Collected data entries
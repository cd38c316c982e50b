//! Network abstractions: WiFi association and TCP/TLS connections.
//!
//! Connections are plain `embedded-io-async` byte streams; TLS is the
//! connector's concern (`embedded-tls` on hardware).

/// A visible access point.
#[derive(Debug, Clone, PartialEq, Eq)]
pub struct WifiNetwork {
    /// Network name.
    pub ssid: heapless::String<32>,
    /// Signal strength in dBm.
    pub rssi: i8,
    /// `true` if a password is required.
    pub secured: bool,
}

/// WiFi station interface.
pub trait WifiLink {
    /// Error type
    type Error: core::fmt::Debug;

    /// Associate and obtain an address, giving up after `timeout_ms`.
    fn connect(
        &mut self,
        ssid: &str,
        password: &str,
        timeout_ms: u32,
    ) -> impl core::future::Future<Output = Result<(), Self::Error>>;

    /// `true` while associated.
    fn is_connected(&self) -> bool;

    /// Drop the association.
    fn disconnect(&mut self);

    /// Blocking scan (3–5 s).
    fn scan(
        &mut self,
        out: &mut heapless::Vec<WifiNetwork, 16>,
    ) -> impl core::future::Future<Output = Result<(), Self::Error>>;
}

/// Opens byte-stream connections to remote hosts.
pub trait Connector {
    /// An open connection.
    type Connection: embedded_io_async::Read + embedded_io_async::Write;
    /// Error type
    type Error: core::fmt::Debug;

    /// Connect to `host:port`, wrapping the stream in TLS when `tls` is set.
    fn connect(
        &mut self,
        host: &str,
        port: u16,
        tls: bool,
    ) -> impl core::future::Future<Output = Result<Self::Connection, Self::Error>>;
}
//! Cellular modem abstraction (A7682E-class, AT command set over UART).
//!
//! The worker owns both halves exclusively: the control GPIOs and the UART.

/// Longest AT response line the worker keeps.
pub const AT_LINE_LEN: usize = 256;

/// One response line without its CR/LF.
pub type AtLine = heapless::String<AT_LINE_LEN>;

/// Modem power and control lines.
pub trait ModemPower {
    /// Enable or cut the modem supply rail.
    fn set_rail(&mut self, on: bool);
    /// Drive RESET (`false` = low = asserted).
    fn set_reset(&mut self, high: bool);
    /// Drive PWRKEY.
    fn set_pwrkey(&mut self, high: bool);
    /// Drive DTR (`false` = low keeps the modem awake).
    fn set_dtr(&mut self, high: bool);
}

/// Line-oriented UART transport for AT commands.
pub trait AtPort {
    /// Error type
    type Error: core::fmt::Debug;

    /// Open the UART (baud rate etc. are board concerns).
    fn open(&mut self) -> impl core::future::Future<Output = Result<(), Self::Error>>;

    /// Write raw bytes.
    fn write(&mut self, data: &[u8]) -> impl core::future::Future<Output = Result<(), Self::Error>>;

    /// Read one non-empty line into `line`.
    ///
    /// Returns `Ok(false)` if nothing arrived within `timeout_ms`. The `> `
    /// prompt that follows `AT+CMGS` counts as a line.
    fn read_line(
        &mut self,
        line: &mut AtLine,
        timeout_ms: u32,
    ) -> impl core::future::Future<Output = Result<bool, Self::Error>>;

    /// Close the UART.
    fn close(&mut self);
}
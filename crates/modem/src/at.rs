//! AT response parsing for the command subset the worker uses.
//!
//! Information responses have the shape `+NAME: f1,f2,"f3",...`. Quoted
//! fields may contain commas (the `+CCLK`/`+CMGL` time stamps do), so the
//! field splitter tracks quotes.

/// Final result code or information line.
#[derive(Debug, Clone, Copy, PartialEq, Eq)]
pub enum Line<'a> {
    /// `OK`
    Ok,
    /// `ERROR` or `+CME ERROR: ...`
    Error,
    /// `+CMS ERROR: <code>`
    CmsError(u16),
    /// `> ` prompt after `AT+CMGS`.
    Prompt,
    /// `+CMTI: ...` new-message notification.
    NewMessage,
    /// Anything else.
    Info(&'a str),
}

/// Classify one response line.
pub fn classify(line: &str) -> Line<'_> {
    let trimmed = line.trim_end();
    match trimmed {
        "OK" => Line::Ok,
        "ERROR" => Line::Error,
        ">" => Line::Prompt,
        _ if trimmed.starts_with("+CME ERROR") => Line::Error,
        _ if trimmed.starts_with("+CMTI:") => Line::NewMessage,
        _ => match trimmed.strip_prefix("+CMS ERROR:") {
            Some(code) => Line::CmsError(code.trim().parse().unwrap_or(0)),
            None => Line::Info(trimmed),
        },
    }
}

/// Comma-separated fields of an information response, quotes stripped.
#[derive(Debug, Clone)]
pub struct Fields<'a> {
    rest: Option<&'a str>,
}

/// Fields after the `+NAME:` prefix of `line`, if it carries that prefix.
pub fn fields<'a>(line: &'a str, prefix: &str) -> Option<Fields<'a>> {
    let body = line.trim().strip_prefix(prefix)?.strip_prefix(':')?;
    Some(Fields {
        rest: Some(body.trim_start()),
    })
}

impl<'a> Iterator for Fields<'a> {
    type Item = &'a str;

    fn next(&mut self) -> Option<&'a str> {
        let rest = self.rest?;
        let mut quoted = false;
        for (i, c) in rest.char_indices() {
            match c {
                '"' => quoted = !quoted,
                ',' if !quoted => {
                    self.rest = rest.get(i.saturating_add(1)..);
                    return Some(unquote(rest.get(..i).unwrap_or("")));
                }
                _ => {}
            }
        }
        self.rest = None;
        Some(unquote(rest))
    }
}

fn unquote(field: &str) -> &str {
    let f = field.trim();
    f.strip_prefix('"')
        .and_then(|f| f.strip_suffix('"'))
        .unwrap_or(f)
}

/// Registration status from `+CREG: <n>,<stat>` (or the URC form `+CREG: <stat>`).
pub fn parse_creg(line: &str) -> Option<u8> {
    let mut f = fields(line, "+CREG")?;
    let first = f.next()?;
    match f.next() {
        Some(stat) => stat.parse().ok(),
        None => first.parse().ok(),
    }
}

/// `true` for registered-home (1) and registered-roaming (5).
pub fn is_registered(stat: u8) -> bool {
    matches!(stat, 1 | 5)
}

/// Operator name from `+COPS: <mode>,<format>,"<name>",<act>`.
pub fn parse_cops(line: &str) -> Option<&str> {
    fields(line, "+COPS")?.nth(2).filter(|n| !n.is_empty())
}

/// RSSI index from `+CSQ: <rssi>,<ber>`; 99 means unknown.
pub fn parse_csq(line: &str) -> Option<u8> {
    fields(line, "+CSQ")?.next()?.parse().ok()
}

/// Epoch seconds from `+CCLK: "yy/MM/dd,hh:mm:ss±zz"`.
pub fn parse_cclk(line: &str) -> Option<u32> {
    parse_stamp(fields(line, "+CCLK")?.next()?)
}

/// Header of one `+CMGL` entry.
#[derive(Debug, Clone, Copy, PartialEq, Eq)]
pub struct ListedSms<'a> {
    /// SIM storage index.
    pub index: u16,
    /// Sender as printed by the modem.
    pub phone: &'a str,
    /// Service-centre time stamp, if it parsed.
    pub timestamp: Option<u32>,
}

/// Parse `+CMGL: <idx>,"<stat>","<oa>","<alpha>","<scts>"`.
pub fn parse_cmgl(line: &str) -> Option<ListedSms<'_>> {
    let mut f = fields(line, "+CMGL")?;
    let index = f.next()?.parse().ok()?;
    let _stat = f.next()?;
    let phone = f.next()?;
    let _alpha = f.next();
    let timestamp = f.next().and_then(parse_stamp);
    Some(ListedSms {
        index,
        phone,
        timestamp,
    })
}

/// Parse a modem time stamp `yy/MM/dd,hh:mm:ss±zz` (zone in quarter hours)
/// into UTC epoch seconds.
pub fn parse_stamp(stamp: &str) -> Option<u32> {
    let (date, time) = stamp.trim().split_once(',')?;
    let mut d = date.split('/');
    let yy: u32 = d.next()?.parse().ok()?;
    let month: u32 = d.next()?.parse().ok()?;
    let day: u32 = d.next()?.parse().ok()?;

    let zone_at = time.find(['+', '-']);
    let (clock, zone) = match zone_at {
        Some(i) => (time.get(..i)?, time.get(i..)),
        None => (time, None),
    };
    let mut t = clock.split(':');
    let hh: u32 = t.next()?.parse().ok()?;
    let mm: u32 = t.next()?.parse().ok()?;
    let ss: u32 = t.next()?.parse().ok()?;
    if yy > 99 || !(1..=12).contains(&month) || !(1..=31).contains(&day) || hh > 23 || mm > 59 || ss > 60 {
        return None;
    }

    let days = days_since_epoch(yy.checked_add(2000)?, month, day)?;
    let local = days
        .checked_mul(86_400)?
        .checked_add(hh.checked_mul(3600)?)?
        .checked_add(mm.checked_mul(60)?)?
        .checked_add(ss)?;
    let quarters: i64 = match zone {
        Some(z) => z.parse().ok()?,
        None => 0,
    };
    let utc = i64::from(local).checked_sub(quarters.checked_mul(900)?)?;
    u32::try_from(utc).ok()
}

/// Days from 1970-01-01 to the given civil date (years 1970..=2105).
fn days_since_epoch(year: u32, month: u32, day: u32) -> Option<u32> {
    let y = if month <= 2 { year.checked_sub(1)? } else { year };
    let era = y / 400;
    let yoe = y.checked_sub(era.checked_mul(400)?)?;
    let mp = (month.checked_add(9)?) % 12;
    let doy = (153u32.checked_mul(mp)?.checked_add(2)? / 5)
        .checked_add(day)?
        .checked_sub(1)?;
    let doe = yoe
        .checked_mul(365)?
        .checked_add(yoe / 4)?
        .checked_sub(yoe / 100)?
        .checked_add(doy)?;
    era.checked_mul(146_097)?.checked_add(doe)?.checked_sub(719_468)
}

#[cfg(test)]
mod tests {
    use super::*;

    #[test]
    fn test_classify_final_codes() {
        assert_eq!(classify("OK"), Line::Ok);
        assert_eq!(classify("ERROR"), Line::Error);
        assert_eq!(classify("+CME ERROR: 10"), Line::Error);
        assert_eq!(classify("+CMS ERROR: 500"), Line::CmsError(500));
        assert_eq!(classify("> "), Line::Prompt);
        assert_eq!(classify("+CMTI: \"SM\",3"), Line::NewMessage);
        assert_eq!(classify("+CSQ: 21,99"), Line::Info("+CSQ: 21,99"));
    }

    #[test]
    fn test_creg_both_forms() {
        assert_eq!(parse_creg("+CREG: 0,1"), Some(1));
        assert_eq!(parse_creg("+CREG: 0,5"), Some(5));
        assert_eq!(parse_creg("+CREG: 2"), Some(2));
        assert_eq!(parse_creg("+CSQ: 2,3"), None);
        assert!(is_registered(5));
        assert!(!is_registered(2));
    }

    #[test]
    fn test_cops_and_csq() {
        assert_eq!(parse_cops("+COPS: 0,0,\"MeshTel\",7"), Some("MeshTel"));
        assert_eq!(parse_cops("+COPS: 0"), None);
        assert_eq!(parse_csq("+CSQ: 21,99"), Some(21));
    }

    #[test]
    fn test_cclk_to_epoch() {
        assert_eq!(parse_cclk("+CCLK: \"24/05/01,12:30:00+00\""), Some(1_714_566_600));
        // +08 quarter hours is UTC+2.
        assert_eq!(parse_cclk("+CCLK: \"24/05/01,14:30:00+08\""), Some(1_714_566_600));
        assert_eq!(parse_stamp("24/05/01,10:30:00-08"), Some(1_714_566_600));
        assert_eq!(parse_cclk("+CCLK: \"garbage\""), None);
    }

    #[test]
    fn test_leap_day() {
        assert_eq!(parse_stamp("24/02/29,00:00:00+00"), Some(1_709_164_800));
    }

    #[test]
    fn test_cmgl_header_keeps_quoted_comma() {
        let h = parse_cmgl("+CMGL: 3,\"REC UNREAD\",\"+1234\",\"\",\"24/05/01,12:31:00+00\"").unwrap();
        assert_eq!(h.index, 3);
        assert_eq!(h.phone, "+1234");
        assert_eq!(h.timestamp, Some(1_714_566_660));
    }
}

--

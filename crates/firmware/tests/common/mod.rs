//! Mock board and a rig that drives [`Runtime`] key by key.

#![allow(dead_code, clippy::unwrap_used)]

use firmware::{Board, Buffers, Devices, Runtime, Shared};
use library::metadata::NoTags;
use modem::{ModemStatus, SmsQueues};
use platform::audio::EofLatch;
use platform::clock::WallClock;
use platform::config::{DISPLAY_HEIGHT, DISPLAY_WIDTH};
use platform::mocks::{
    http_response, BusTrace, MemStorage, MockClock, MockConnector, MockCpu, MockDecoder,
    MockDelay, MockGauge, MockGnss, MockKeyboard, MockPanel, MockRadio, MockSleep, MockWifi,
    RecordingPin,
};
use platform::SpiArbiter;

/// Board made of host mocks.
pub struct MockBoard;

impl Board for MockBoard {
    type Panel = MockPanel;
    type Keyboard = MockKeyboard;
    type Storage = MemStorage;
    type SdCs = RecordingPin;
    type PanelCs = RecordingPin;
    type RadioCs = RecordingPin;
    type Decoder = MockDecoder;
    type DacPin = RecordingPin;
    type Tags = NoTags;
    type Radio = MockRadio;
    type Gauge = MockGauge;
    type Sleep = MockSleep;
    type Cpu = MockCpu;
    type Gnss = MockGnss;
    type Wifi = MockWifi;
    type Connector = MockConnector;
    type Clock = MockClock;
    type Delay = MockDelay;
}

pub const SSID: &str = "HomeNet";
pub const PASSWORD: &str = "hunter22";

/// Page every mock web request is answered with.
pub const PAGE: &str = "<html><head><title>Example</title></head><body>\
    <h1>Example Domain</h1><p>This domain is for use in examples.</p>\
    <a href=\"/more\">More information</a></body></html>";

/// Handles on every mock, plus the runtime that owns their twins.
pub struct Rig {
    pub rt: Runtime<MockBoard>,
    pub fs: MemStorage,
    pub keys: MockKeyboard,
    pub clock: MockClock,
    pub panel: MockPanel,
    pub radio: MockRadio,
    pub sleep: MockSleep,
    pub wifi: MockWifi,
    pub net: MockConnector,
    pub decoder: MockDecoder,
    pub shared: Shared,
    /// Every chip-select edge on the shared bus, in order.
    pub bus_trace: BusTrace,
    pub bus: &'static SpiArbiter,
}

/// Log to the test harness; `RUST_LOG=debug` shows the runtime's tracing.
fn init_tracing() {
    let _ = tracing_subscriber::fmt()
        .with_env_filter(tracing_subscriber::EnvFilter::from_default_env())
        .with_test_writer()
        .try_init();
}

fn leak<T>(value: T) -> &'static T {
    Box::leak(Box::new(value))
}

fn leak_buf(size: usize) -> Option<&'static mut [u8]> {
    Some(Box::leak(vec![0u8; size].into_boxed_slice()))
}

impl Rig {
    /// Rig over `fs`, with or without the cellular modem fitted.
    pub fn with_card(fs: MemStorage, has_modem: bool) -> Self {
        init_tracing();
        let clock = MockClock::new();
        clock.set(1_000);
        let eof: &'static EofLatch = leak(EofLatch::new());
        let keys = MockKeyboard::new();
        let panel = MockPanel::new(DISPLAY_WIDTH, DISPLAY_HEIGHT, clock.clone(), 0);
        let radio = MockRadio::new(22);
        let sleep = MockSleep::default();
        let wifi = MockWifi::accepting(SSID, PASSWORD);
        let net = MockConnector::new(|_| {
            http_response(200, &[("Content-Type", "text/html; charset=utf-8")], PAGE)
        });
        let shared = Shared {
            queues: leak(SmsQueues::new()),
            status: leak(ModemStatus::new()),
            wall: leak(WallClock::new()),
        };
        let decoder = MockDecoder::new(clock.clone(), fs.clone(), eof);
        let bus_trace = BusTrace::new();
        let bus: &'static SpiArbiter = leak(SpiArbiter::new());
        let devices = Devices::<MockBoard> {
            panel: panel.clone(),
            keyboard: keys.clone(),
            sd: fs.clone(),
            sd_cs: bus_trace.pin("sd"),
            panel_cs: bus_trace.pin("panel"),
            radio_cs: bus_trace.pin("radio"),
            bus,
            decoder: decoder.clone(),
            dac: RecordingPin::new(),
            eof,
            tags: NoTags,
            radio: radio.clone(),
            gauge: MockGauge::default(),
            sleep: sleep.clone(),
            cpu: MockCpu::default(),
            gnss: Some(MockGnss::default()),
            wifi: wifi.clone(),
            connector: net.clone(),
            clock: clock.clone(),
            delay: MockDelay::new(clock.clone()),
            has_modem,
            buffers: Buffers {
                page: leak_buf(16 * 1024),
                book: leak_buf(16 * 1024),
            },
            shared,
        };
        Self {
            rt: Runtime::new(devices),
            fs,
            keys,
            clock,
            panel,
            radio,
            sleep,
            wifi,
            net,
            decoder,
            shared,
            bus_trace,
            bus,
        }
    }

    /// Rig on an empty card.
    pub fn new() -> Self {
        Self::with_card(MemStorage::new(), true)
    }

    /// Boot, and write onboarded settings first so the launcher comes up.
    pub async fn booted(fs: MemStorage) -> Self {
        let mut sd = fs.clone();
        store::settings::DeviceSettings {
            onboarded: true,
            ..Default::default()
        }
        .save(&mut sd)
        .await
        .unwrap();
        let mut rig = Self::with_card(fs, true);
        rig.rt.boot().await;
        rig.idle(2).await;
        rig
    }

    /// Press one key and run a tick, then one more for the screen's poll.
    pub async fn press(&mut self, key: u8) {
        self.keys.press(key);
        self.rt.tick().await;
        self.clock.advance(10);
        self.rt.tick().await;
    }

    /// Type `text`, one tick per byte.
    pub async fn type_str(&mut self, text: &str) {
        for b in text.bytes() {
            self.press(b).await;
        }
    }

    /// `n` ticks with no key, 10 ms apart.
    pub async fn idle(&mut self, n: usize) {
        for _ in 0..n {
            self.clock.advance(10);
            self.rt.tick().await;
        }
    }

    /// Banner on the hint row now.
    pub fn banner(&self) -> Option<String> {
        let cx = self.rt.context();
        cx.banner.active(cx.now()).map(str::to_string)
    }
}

ASSIGNMENT. Which lines of the data hold the string "after"? Return each of them.

FINISHED TASK.
    /// Associate and obtain an address, giving up after `timeout_ms`.
    /// `> ` prompt after `AT+CMGS`.
/// Fields after the `+NAME:` prefix of `line`, if it carries that prefix.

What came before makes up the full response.